ECON Committee: Economic governance - Pressing need for legitimacy and social dimension

22 January 2014

MEPs and national parliamentarians concluded their conference on economic governance by calling for much better dialogue, ownership and democratic legitimacy.

They also committed to enhancing the way in which their parliaments worked with each other and said effective scrutiny required more collaboration.

The lead MEPs for each of the three committees involved opened the final session with presentations of the conclusions of the parallel sessions.

Sharon Bowles (ALDE, UK), chair of the economic and monetary affairs committee, said more emphasis must be placed on the spill-over effects from national economic policies and national reform programmes needed to be discussed and adopted by national parliaments to increase their legitimacy and ownership. Parliamentarians also called for incentives and compensation for countries undertaking painful structural reforms.

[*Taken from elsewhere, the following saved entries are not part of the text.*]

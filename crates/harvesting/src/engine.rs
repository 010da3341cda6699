//! Run driver: walks the catalog, processes each entry, publishes the delta
//! and reconciles the dataset document.

use std::path::{Path, PathBuf};
use std::sync::Arc;

use chrono::{DateTime, SubsecRound, Utc};
use serde_json::Value;
use tokio::fs;
use tracing::{debug, error, info, instrument, warn};

use harvest_common::time::format_wire;
use harvest_common::{DatasetConfig, TimeWindow};
use storage::{IndexDocument, MetadataIndex, ObjectUploader};

use crate::catalog::CatalogEntry;
use crate::decision::{classify, Decision, SkipReason};
use crate::documents::{build_records, inspect_file, GranuleArtifact, RunDelta, UploadOutcome};
use crate::error::SyncResult;
use crate::feed::FeedEntry;
use crate::fetch::{ensure_local, GranuleFetcher};
use crate::pager::{CatalogPager, CatalogSource};
use crate::reconcile::{self, Coverage, DatasetRecord, RunSummary, DATASET_TYPE};
use crate::report::{GranuleOutcome, GranuleRecords, RunReport};
use crate::split::{split_aggregate, TimeSlicer};
use crate::state::{type_filters, PriorState};

/// Key prefix of the uploaded run artifact.
const META_PREFIX: &str = "meta";

/// External services a run talks to.
#[derive(Clone)]
pub struct Collaborators {
    pub catalog: Arc<dyn CatalogSource>,
    pub index: Arc<dyn MetadataIndex>,
    pub fetcher: Arc<dyn GranuleFetcher>,
    pub slicer: Arc<dyn TimeSlicer>,
    /// `None` keeps harvested files in the target directory
    pub uploader: Option<Arc<dyn ObjectUploader>>,
}

/// Synchronizes one dataset against the remote catalog.
pub struct Synchronizer {
    config: DatasetConfig,
    window: TimeWindow,
    collaborators: Collaborators,
}

impl Synchronizer {
    pub fn new(config: DatasetConfig, collaborators: Collaborators) -> SyncResult<Self> {
        config.validate()?;
        let window = config.window()?;
        Ok(Self {
            config,
            window,
            collaborators,
        })
    }

    pub fn config(&self) -> &DatasetConfig {
        &self.config
    }

    /// Run once, using the current time as the check time.
    pub async fn run(&self) -> SyncResult<RunReport> {
        self.run_at(Utc::now()).await
    }

    /// Run once with an explicit check time.
    ///
    /// Returns `Err` only for fatal failures: configuration, catalog
    /// transport or decoding, and the initial index snapshot. Everything
    /// else is absorbed and counted in the report.
    #[instrument(skip(self), fields(dataset = %self.config.ds_name))]
    pub async fn run_at(&self, now: DateTime<Utc>) -> SyncResult<RunReport> {
        let now = now.trunc_subsecs(0);

        fs::create_dir_all(self.config.scratch_dir()).await?;
        fs::create_dir_all(&self.config.target_dir).await?;

        if self.collaborators.uploader.is_some() {
            info!(dir = %self.config.scratch_dir().display(), "Staging granules for upload");
        } else {
            info!(dir = %self.config.target_dir.display(), "Writing granules locally");
        }

        let prior = PriorState::load(self.collaborators.index.as_ref(), &self.config.ds_name).await?;

        let mut report = RunReport::default();
        let mut delta = RunDelta::new();
        let mut coverage = Coverage::default();
        let mut last_download = None;

        let mut pager = CatalogPager::new(self.collaborators.catalog.as_ref(), self.config.catalog_url());
        while let Some(page) = pager.next_page().await? {
            for feed_entry in &page.entries {
                report.entries_seen += 1;
                let outcome = self.process_entry(feed_entry, &prior, now, &mut coverage).await;
                report.record(&outcome);

                if let GranuleOutcome::Harvested(granules) = &outcome {
                    for granule in granules {
                        if granule.harvest.harvest_success {
                            last_download = granule.harvest.download_time;
                        }
                        delta.push(&granule.harvest_key, &granule.harvest, &granule.lineage);
                    }
                }
            }
        }
        report.pages = pager.pages_read();
        report.documents = delta.len();

        self.publish_delta(&delta, &mut report).await;
        self.write_run_artifact(&delta).await;

        let summary = RunSummary {
            checked_at: now,
            coverage,
            any_download: !delta.is_empty(),
            last_download,
        };
        self.reconcile_dataset(&summary, &mut report).await;

        info!(
            pages = report.pages,
            entries = report.entries_seen,
            downloaded = report.downloaded,
            skipped = report.skipped,
            ignored = report.ignored,
            failed = report.failed,
            transfer_failures = report.transfer_failures,
            index_failures = report.index_failures,
            documents = report.documents,
            "Harvest run complete"
        );

        Ok(report)
    }

    /// Directory downloaded and split granules are written to.
    fn staging_dir(&self) -> PathBuf {
        if self.collaborators.uploader.is_some() {
            self.config.scratch_dir()
        } else {
            self.config.target_dir.clone()
        }
    }

    async fn process_entry(
        &self,
        feed_entry: &FeedEntry,
        prior: &PriorState,
        now: DateTime<Utc>,
        coverage: &mut Coverage,
    ) -> GranuleOutcome {
        match self.try_process_entry(feed_entry, prior, now, coverage).await {
            Ok(outcome) => outcome,
            Err(e) => {
                warn!(error = %e, "Catalog entry unsuccessful, continuing");
                GranuleOutcome::Failed(e)
            }
        }
    }

    async fn try_process_entry(
        &self,
        feed_entry: &FeedEntry,
        prior: &PriorState,
        now: DateTime<Utc>,
        coverage: &mut Coverage,
    ) -> SyncResult<GranuleOutcome> {
        let entry = match CatalogEntry::from_feed(feed_entry, &self.config.date_regex)? {
            Some(entry) => entry,
            None => return Ok(GranuleOutcome::Ignored),
        };

        let decision = classify(&entry, prior, &self.window, self.config.aggregated, now);
        if decision == Decision::Skip(SkipReason::OutsideWindow) {
            debug!(file = %entry.file_name, "Entry starts before the window");
            return Ok(GranuleOutcome::Skipped(SkipReason::OutsideWindow));
        }

        if !self.config.aggregated {
            coverage.observe(entry.interval_start, entry.interval_end);
        }

        let reason = match decision {
            Decision::Skip(reason) => {
                debug!(file = %entry.file_name, ?reason, "Skipping entry");
                return Ok(GranuleOutcome::Skipped(reason));
            }
            Decision::Download(reason) => reason,
        };

        let modified = entry.resolved_modified(now);
        let staging = self.staging_dir();
        info!(file = %entry.file_name, ?reason, "Harvesting entry");

        let local = ensure_local(
            self.collaborators.fetcher.as_ref(),
            &entry.download_link,
            &staging.join(&entry.file_name),
            modified,
        )
        .await?;

        let mut granules = Vec::new();
        if self.config.aggregated {
            let slices = split_aggregate(
                self.collaborators.slicer.clone(),
                &local,
                self.window,
                &self.config.short_name,
                &staging,
            )
            .await?;

            for slice in &slices {
                coverage.observe(slice.time, slice.time);
                let stamp = format_wire(&slice.time);
                let artifact = GranuleArtifact {
                    dataset: &self.config.ds_name,
                    date: stamp.clone(),
                    source: &entry.download_link,
                    modified_time: stamp,
                    download_time: now,
                    local_path: &slice.path,
                    file_name: &slice.file_name,
                };
                granules.push(self.publish_granule(&artifact, prior).await);
            }
        } else {
            let artifact = GranuleArtifact {
                dataset: &self.config.ds_name,
                date: format_wire(&entry.interval_start),
                source: &entry.download_link,
                modified_time: format_wire(&modified),
                download_time: now,
                local_path: &local,
                file_name: &entry.file_name,
            };
            granules.push(self.publish_granule(&artifact, prior).await);
        }

        Ok(GranuleOutcome::Harvested(granules))
    }

    /// Checksum, upload when enabled, and build the record pair.
    async fn publish_granule(
        &self,
        artifact: &GranuleArtifact<'_>,
        prior: &PriorState,
    ) -> GranuleRecords {
        let stats = inspect_file(artifact.local_path, artifact.file_name).await;

        let upload = match &self.collaborators.uploader {
            None => UploadOutcome::NotRequested,
            Some(uploader) => {
                let key = object_key(&self.config.ds_name, artifact.local_path, artifact.file_name);
                match uploader.upload(artifact.local_path, &key).await {
                    Ok(uri) => {
                        debug!(uri = %uri, "Uploaded granule");
                        discard_staged(artifact.local_path).await;
                        UploadOutcome::Uploaded(uri)
                    }
                    Err(e) => {
                        warn!(file = %artifact.file_name, error = %e, "Granule upload unsuccessful");
                        UploadOutcome::Failed(e.to_string())
                    }
                }
            }
        };

        let (harvest, lineage) = build_records(
            artifact,
            stats,
            &upload,
            prior.harvest_id(artifact.file_name),
            prior.lineage_id(&artifact.date),
        );

        GranuleRecords {
            harvest_key: artifact.file_name.to_string(),
            harvest,
            lineage,
        }
    }

    async fn publish_delta(&self, delta: &RunDelta, report: &mut RunReport) {
        if delta.is_empty() {
            info!("No new downloads");
            return;
        }

        match self.collaborators.index.update(delta.documents()).await {
            Ok(()) => info!(documents = delta.len(), "Granule metadata posted"),
            Err(e) => {
                error!(error = %e, "Granule metadata post failed");
                report.index_failures += 1;
            }
        }
    }

    /// Write every document of the run to `{target_dir}/{ds_name}.json`,
    /// uploading it when object storage is enabled. Failures are logged only.
    async fn write_run_artifact(&self, delta: &RunDelta) {
        let file_name = self.config.metadata_file_name();
        let path = self.config.target_dir.join(&file_name);

        let wire: Vec<Value> = delta.documents().iter().map(IndexDocument::to_wire).collect();
        let body = match serde_json::to_vec(&wire) {
            Ok(body) => body,
            Err(e) => {
                warn!(error = %e, "Failed to encode run metadata");
                return;
            }
        };

        if let Err(e) = fs::write(&path, body).await {
            warn!(path = %path.display(), error = %e, "Failed to write run metadata");
            return;
        }
        debug!(path = %path.display(), "Wrote run metadata");

        if let Some(uploader) = &self.collaborators.uploader {
            let key = format!("{}/{}", META_PREFIX, file_name);
            if let Err(e) = uploader.upload(&path, &key).await {
                warn!(key = %key, error = %e, "Failed to upload run metadata");
            }
        }
    }

    async fn reconcile_dataset(&self, summary: &RunSummary, report: &mut RunReport) {
        let index = self.collaborators.index.as_ref();

        let rows = match index
            .query(&type_filters(DATASET_TYPE, &self.config.ds_name))
            .await
        {
            Ok(rows) => rows,
            Err(e) => {
                error!(error = %e, "Dataset document query failed, leaving dataset untouched");
                report.index_failures += 1;
                return;
            }
        };

        if rows.len() > 1 {
            warn!(count = rows.len(), "Multiple dataset documents found, updating the first");
        }

        let existing = match rows.into_iter().next() {
            None => None,
            Some(row) => match serde_json::from_value::<DatasetRecord>(Value::Object(row)) {
                Ok(record) => Some(record),
                Err(e) => {
                    error!(error = %e, "Unreadable dataset document, leaving dataset untouched");
                    report.index_failures += 1;
                    return;
                }
            },
        };

        let plan = reconcile::plan(&self.config, existing.as_ref(), summary);
        report.transition = Some(plan.transition);

        match index.update(std::slice::from_ref(&plan.dataset)).await {
            Ok(()) => info!(transition = ?plan.transition, status = %summary.status(), "Dataset document updated"),
            Err(e) => {
                error!(error = %e, "Dataset document update failed");
                report.index_failures += 1;
            }
        }

        if !plan.fields.is_empty() {
            match index.update(&plan.fields).await {
                Ok(()) => info!(fields = plan.fields.len(), "Field documents created"),
                Err(e) => {
                    error!(error = %e, "Field document creation failed");
                    report.index_failures += 1;
                }
            }
        }
    }
}

/// Remove a staged file once its upload succeeded. Failed uploads keep
/// theirs for inspection.
async fn discard_staged(path: &Path) {
    if let Err(e) = fs::remove_file(path).await {
        warn!(path = %path.display(), error = %e, "Failed to remove staged granule");
    }
}

/// Object key for a granule: `{dataset}/{local file name}`.
fn object_key(dataset: &str, local_path: &Path, fallback: &str) -> String {
    let name = local_path
        .file_name()
        .map(|n| n.to_string_lossy().into_owned())
        .unwrap_or_else(|| fallback.to_string());
    format!("{}/{}", dataset, name)
}

#[cfg(test)]
mod tests {
    use super::*;

    #[test]
    fn test_object_key_uses_local_name() {
        assert_eq!(
            object_key("SMAP", Path::new("/tmp/SMAP/a.nc"), "a.nc.gz"),
            "SMAP/a.nc"
        );
    }
}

Pervenche Berès (S&D, FR), chair of the employment and social affairs committee, warned that continuing disregard for social concerns would have a negative impact on the macroeconomic situation. She also warned of huge growth disparities between countries, regions and people, saying that her committee's session had called for automatic stabilisers to combat this, for example through a European minimum unemployment allowance.

Angelika Werthmann (ALDE, AT), for the budgets committee, said there should be more emphasis on making EU funding less technically complex to obtain. Cohesion funding had sometimes been the only source of funding available but entities, such as researchers, often struggled to fill in the paperwork, she said.

EP Vice-President Othmar Karas and Greek Parliament Vice-President Ioannis Tragakis wound up the meeting by saying that parliaments needed to work together more intensively. Mr Karas also stressed that such collaboration would however be superfluous if governments did not improve the implementation rate of the European Semester recommendations. Mr Tragakis said that tweaks to the Semester process were necessary, particularly regarding the scope of bodies consulted before recommendations were made. He also highlighted the pressing need to work at improving ownership, without which people would not be willing to make sacrifices.

Next steps

Work is set to continue under the Greek and particularly the Italian presidencies to devise a structure within which parliaments will collaborate more closely on economic governance issues.